TASK TO CARRY OUT: Word for word, return the entries listed below.
::: PROVIDED ENTRIES
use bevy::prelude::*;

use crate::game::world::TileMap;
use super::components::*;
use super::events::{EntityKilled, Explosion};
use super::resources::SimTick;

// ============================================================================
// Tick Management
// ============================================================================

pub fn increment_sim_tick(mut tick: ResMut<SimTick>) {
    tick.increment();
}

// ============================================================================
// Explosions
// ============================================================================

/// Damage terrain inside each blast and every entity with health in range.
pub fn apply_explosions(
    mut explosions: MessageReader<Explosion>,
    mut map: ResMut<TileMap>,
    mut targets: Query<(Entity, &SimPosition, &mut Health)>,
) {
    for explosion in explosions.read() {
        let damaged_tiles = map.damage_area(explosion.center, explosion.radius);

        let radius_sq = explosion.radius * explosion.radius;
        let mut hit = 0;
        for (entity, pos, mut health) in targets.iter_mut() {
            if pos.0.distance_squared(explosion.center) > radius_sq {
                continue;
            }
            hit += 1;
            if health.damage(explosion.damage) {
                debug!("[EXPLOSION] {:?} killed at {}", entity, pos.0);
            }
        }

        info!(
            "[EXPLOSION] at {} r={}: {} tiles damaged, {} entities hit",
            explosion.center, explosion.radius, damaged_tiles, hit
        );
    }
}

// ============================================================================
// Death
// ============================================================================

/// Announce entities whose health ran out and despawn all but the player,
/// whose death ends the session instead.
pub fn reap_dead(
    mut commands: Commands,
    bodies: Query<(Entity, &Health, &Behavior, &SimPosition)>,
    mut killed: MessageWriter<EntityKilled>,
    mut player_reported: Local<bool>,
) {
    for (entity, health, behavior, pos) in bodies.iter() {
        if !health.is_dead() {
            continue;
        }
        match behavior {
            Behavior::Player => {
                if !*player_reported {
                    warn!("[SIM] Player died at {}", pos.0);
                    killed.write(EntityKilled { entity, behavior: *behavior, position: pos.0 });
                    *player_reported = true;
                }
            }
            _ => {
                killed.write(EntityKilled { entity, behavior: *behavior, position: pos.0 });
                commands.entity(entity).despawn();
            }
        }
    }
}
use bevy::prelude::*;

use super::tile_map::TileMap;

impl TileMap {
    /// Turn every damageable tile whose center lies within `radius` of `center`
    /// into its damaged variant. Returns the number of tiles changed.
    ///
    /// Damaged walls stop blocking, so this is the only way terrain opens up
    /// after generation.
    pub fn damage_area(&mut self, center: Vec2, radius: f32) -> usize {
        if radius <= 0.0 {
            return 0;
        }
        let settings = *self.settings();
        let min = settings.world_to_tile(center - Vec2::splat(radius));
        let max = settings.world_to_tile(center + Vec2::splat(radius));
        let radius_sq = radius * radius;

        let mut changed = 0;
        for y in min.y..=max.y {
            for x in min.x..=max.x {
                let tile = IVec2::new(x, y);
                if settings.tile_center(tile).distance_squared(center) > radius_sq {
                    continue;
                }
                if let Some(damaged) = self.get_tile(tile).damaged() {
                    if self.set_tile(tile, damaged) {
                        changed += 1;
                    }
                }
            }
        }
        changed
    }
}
::::::
ANSWER AREA:
use bevy::prelude::*;

use crate::game::world::TileMap;
use super::components::*;
use super::events::{EntityKilled, Explosion};
use super::resources::SimTick;

// ============================================================================
// Tick Management
// ============================================================================

pub fn increment_sim_tick(mut tick: ResMut<SimTick>) {
    tick.increment();
}

// ============================================================================
// Explosions
// ============================================================================

/// Damage terrain inside each blast and every entity with health in range.
pub fn apply_explosions(
    mut explosions: MessageReader<Explosion>,
    mut map: ResMut<TileMap>,
    mut targets: Query<(Entity, &SimPosition, &mut Health)>,
) {
    for explosion in explosions.read() {
        let damaged_tiles = map.damage_area(explosion.center, explosion.radius);

        let radius_sq = explosion.radius * explosion.radius;
        let mut hit = 0;
        for (entity, pos, mut health) in targets.iter_mut() {
            if pos.0.distance_squared(explosion.center) > radius_sq {
                continue;
            }
            hit += 1;
            if health.damage(explosion.damage) {
                debug!("[EXPLOSION] {:?} killed at {}", entity, pos.0);
            }
        }

        info!(
            "[EXPLOSION] at {} r={}: {} tiles damaged, {} entities hit",
            explosion.center, explosion.radius, damaged_tiles, hit
        );
    }
}

// ============================================================================
// Death
// ============================================================================

/// Announce entities whose health ran out and despawn all but the player,
/// whose death ends the session instead.
pub fn reap_dead(
    mut commands: Commands,
    bodies: Query<(Entity, &Health, &Behavior, &SimPosition)>,
    mut killed: MessageWriter<EntityKilled>,
    mut player_reported: Local<bool>,
) {
    for (entity, health, behavior, pos) in bodies.iter() {
        if !health.is_dead() {
            continue;
        }
        match behavior {
            Behavior::Player => {
                if !*player_reported {
                    warn!("[SIM] Player died at {}", pos.0);
                    killed.write(EntityKilled { entity, behavior: *behavior, position: pos.0 });
                    *player_reported = true;
                }
            }
            _ => {
                killed.write(EntityKilled { entity, behavior: *behavior, position: pos.0 });
                commands.entity(entity).despawn();
            }
        }
    }
}
use bevy::prelude::*;

use super::tile_map::TileMap;

impl TileMap {
    /// Turn every damageable tile whose center lies within `radius` of `center`
    /// into its damaged variant. Returns the number of tiles changed.
    ///
    /// Damaged walls stop blocking, so this is the only way terrain opens up
    /// after generation.
    pub fn damage_area(&mut self, center: Vec2, radius: f32) -> usize {
        if radius <= 0.0 {
            return 0;
        }
        let settings = *self.settings();
        let min = settings.world_to_tile(center - Vec2::splat(radius));
        let max = settings.world_to_tile(center + Vec2::splat(radius));
        let radius_sq = radius * radius;

        let mut changed = 0;
        for y in min.y..=max.y {
            for x in min.x..=max.x {
                let tile = IVec2::new(x, y);
                if settings.tile_center(tile).distance_squared(center) > radius_sq {
                    continue;
                }
                if let Some(damaged) = self.get_tile(tile).damaged() {
                    if self.set_tile(tile, damaged) {
                        changed += 1;
                    }
                }
            }
        }
        changed
    }
}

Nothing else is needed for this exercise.